TO DO. Show every line of the records below that contains the word "unmatched".

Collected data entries
- Opening Delimiter -

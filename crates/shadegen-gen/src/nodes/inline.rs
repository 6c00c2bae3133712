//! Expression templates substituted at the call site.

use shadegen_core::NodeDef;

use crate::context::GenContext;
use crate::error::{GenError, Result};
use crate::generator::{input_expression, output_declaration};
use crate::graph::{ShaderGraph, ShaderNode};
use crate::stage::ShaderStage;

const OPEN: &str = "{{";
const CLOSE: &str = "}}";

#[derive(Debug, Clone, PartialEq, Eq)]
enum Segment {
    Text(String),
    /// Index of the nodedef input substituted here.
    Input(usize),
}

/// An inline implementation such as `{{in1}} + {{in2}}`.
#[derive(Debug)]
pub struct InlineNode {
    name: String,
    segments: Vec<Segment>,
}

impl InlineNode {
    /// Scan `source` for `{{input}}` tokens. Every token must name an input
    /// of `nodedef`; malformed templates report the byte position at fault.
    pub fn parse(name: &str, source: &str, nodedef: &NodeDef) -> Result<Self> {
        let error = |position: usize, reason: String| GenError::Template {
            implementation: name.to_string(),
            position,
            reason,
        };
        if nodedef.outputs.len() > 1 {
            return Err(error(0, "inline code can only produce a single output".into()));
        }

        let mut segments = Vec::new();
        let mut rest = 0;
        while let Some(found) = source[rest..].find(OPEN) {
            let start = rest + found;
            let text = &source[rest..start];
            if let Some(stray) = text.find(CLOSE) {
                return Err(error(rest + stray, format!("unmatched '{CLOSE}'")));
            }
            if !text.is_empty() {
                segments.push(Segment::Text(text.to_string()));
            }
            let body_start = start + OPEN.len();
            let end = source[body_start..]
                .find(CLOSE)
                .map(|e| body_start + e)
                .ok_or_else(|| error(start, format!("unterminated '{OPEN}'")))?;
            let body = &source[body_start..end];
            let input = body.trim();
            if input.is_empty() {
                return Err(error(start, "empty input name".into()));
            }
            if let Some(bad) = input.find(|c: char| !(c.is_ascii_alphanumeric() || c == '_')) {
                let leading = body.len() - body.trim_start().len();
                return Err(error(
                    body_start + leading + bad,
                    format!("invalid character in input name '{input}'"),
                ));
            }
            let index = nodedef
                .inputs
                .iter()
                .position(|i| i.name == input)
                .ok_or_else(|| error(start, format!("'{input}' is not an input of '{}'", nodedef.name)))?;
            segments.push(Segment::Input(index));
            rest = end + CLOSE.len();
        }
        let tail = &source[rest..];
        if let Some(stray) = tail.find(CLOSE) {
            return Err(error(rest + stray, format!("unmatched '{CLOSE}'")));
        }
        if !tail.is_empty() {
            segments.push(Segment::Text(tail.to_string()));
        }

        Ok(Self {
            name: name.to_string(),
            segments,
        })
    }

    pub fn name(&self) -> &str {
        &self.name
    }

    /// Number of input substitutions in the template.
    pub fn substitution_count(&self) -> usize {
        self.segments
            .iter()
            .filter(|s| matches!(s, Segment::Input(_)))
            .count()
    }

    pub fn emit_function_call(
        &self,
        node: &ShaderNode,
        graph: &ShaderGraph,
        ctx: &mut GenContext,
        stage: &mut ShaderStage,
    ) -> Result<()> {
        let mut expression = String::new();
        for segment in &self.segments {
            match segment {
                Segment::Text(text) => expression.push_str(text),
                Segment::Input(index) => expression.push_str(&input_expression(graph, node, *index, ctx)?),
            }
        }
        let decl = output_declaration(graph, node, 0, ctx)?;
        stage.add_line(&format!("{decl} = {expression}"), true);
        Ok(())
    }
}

- Closing Delimiter -

COMPLETED TASK.
                return Err(error(rest + stray, format!("unmatched '{CLOSE}'")));
            return Err(error(rest + stray, format!("unmatched '{CLOSE}'")));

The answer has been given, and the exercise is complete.